Even beauty contests could sometimes make one think hard. This year’s Miss World pageant was supposed to be held in early December in the Nigerian capital, Abuja. But an extraordinary outburst of sectarian violence has finally compelled the organizers to shift the venue to London. The attempt to put a poor African country — whose government has made the rite of passage from military to civilian only in 1999 — on the map of the free market seems to have failed rather horribly. More than a hundred people have been killed and at least 500 seriously injured in riots between Muslims and Christians over the last three days. Killing, looting and arson (of a kind that would be familiar to Indians) have spread from the cosmopolitan city of Kaduna to other cities in the north, including the capital.
Northern Nigeria is mostly Muslim, with a sizeable Christian minority. The conflict had started with some clerics denouncing the contest as sexually degrading and immoral. A local daily then carried a piece by a journalist from the other community, criticizing this reaction and making a rather frivolous and gratuitous reference to the prophet. In spite of apologies carried by the paper the next day, the editor of the daily has been arrested, while the violence remains out of control.
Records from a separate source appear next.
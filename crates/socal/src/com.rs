// SPDX-License-Identifier: Apache-2.0 OR MIT
// Copyright (c) 2025-2026 naskel.com

//! Public error model for the communication runtime.
//!
//! Two error channels coexist by design:
//!
//! 1. [`ComError`] values for conditions a caller can reasonably recover
//!    from (service not offered, unknown instance, allocation failure,
//!    full task queue). These are returned, checked, and branched on.
//! 2. Fatal paths for violated preconditions and invariants (duplicate
//!    runtime construction, mixed allocation strategies, allocator misuse
//!    at teardown). Those log a fatal diagnostic and panic: the process
//!    must not continue in an inconsistent state, so they never surface
//!    as a [`ComError`].
//!
//! Internal helpers propagate `Result` errors upward untouched; only the
//! public API boundary decides between returning the error and escalating.

/// Errors returned by socal runtime operations.
#[derive(Debug)]
pub enum ComError {
    // ========================================================================
    // Service state
    // ========================================================================
    /// Operation requires the service instance to be offered.
    ServiceNotOffered,
    /// The instance specifier is not known to the lookup table.
    UnknownInstanceSpecifier,
    /// The instance identifier was never mapped to a specifier.
    UnknownInstanceIdentifier,
    /// Instance identifier string is malformed (expected `"<binding>:<id>"`).
    InvalidInstanceIdentifier(String),

    // ========================================================================
    // Resources
    // ========================================================================
    /// Sample allocation failed (pool empty, or allocation is not defined
    /// for the current backend topology).
    SampleAllocationFailure,
    /// Worker-pool task queue is at its configured capacity.
    QueueSizeExceeded,

    // ========================================================================
    // Fields
    // ========================================================================
    /// Field value requested before any update and without a get handler.
    FieldValueNotSet,
    /// Set requested but no set handler is registered.
    SetHandlerNotAvailable,
    /// A registered user handler reported a failure.
    HandlerFailed(String),

    // ========================================================================
    // Configuration / environment
    // ========================================================================
    /// Configuration rejected at build time.
    InvalidConfiguration(String),
    /// I/O error with underlying cause.
    IoError(std::io::Error),
}

impl std::fmt::Display for ComError {
    fn fmt(&self, f: &mut std::fmt::Formatter<'_>) -> std::fmt::Result {
        match self {
            ComError::ServiceNotOffered => write!(f, "Service instance is not offered"),
            ComError::UnknownInstanceSpecifier => write!(f, "Unknown instance specifier"),
            ComError::UnknownInstanceIdentifier => write!(f, "Unknown instance identifier"),
            ComError::InvalidInstanceIdentifier(s) => {
                write!(f, "Invalid instance identifier '{}' (expected <binding>:<id>)", s)
            }
            ComError::SampleAllocationFailure => write!(f, "Sample allocation failed"),
            ComError::QueueSizeExceeded => write!(f, "Worker-pool task queue is full"),
            ComError::FieldValueNotSet => write!(f, "Field value has not been set"),
            ComError::SetHandlerNotAvailable => write!(f, "No set handler registered"),
            ComError::HandlerFailed(msg) => write!(f, "Handler failed: {}", msg),
            ComError::InvalidConfiguration(msg) => write!(f, "Invalid configuration: {}", msg),
            ComError::IoError(e) => write!(f, "I/O error: {}", e),
        }
    }
}

impl std::error::Error for ComError {
    fn source(&self) -> Option<&(dyn std::error::Error + 'static)> {
        match self {
            ComError::IoError(e) => Some(e),
            _ => None,
        }
    }
}

impl From<std::io::Error> for ComError {
    fn from(e: std::io::Error) -> Self {
        ComError::IoError(e)
    }
}

/// Result alias used across the public API.
pub type Result<T> = std::result::Result<T, ComError>;

#[cfg(test)]
mod tests {
    use super::*;

    #[test]
    fn test_display_messages() {
        assert_eq!(
            ComError::ServiceNotOffered.to_string(),
            "Service instance is not offered"
        );
        assert_eq!(
            ComError::HandlerFailed("boom".to_string()).to_string(),
            "Handler failed: boom"
        );
    }

    #[test]
    fn test_io_error_source() {
        use std::error::Error;
        let e = ComError::from(std::io::Error::new(std::io::ErrorKind::Other, "closed"));
        assert!(e.source().is_some());
        assert!(ComError::ServiceNotOffered.source().is_none());
    }
}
Salman Rushdie, in a recent series of lectures on human values, has described “a new, short-fuse culture of easy offendedness” that turns free expression into acts of transgression with consequences which are entirely disproportionate and unpredictable. The situation in Nigeria is a spectacular instance of such a process.
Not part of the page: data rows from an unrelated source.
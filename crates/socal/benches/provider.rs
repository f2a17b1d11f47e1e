// SPDX-License-Identifier: Apache-2.0 OR MIT
// Copyright (c) 2025-2026 naskel.com

//! Hot-path benchmark for the deterministic buffer pool.
//!
//! Measures one allocate/deallocate cycle under the coarse table lock:
//! the per-sample cost every event send pays in a pooled backend.

use criterion::{criterion_group, criterion_main, Criterion};
use socal::BufferProvider;

fn provider_cycle(c: &mut Criterion) {
    let provider: BufferProvider<u8> = BufferProvider::new();
    provider.reserve(64, 1024);

    c.bench_function("provider_allocate_deallocate_1k", |b| {
        b.iter(|| {
            let (handle, chunk) = provider.allocate(1024).expect("pool sized for the bench");
            std::hint::black_box(&chunk[0]);
            provider.deallocate(handle);
        });
    });

    // Worst case: the pool is nearly full, the free-slot scan walks the
    // table.
    let mut held = Vec::new();
    for _ in 0..63 {
        let (handle, _) = provider.allocate(1024).expect("fill");
        held.push(handle);
    }
    c.bench_function("provider_allocate_deallocate_nearly_full", |b| {
        b.iter(|| {
            let (handle, _) = provider.allocate(1024).expect("one slot left");
            provider.deallocate(handle);
        });
    });
    for handle in held {
        provider.deallocate(handle);
    }
}

criterion_group!(benches, provider_cycle);
criterion_main!(benches);
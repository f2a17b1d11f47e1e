// SPDX-License-Identifier: Apache-2.0 OR MIT
// Copyright (c) 2025-2026 naskel.com

//! Steady (monotonic) timer management.
//!
//! Timers are registered with a delay and an optional period; the reactor
//! driver calls [`SteadyTimerManager::fire_due`] on every step and uses
//! [`SteadyTimerManager::next_deadline`] to bound its poll timeout. Expiry
//! callbacks run with the manager lock released, so adding or removing
//! timers from inside a callback is allowed.

use parking_lot::Mutex;
use std::collections::BTreeMap;
use std::sync::Arc;
use std::time::{Duration, Instant};

/// Handle identifying one registered timer.
#[derive(Debug, Clone, Copy, PartialEq, Eq, Hash)]
pub struct TimerHandle(u64);

/// Callback invoked on timer expiry.
pub type TimerCallback = Arc<dyn Fn() + Send + Sync>;

struct TimerEntry {
    deadline: Instant,
    period: Option<Duration>,
    callback: TimerCallback,
}

struct TimerState {
    timers: BTreeMap<u64, TimerEntry>,
    next_id: u64,
}

/// Thread-safe registry of one-shot and periodic monotonic timers.
pub struct SteadyTimerManager {
    state: Mutex<TimerState>,
}

impl SteadyTimerManager {
    pub fn new() -> Self {
        Self {
            state: Mutex::new(TimerState {
                timers: BTreeMap::new(),
                next_id: 1,
            }),
        }
    }

    /// Register a timer firing after `delay`, then every `period` when one
    /// is given.
    pub fn add_timer(
        &self,
        delay: Duration,
        period: Option<Duration>,
        callback: TimerCallback,
    ) -> TimerHandle {
        let mut state = self.state.lock();
        let id = state.next_id;
        state.next_id += 1;
        state.timers.insert(
            id,
            TimerEntry {
                deadline: Instant::now() + delay,
                period,
                callback,
            },
        );
        TimerHandle(id)
    }

    /// Remove a timer; `false` when the handle is no longer registered.
    ///
    /// Removal may race an in-flight `fire_due` that already collected the
    /// timer: in that case the callback fires one final time after this
    /// call returns.
    pub fn remove_timer(&self, handle: TimerHandle) -> bool {
        self.state.lock().timers.remove(&handle.0).is_some()
    }

    /// Earliest pending deadline, feeding the reactor's poll timeout.
    pub fn next_deadline(&self) -> Option<Instant> {
        self.state
            .lock()
            .timers
            .values()
            .map(|entry| entry.deadline)
            .min()
    }

    /// Run every expired callback; returns how many fired.
    ///
    /// Callbacks execute with the manager lock released. One-shot timers are
    /// unregistered before their callback runs; periodic timers are
    /// re-armed relative to their previous deadline (no drift accumulation).
    pub fn fire_due(&self) -> usize {
        let now = Instant::now();
        let due: Vec<TimerCallback> = {
            let mut state = self.state.lock();
            let expired: Vec<u64> = state
                .timers
                .iter()
                .filter(|(_, entry)| entry.deadline <= now)
                .map(|(&id, _)| id)
                .collect();

            let mut callbacks = Vec::with_capacity(expired.len());
            for id in expired {
                let rearm = {
                    let entry = state.timers.get_mut(&id).expect("collected above");
                    callbacks.push(Arc::clone(&entry.callback));
                    match entry.period {
                        Some(period) => {
                            entry.deadline += period;
                            true
                        }
                        None => false,
                    }
                };
                if !rearm {
                    state.timers.remove(&id);
                }
            }
            callbacks
        };

        for callback in &due {
            callback();
        }
        due.len()
    }

    /// Number of registered timers.
    pub fn len(&self) -> usize {
        self.state.lock().timers.len()
    }

    pub fn is_empty(&self) -> bool {
        self.state.lock().timers.is_empty()
    }

    /// Drop every timer (runtime teardown).
    pub fn clear(&self) {
        self.state.lock().timers.clear();
    }
}

impl Default for SteadyTimerManager {
    fn default() -> Self {
        Self::new()
    }
}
But what is striking about Rushdie’s phrase is its universal applicability. The fanaticism inherent in every religion is inimical not only to the freedom of action and expression, but also to every human attempt at working out ideas of the right and the good without taking recourse to faith. An event like a beauty contest could naturally, and peacefully, be the focus of polemics and controversy, involving the participants, the public, activists and the media. In any sane civil society, which leaves room for choices made, values defined, defended and contradicted, this could only lead to a heightened vitality. The clash of ideas should enliven any democracy. But Christian, Hindu and Islamic fundamentalisms have turned several democracies into theatres of intolerance, where cycles of sectarian violence have become as endemic as poverty and corruption.
The Abuja and London chapters of this year’s Miss World contest show up some startling contradictions. First, several contestants pull out in protest against a Nigerian woman being sentenced to death by stoning for adultery. And now, there are riots everywhere. Yet, for the first time in the history of the contest, viewers everywhere can use SMS to vote for the most beautiful woman in the world, and also to protest against the Nigerian woman taken in adultery.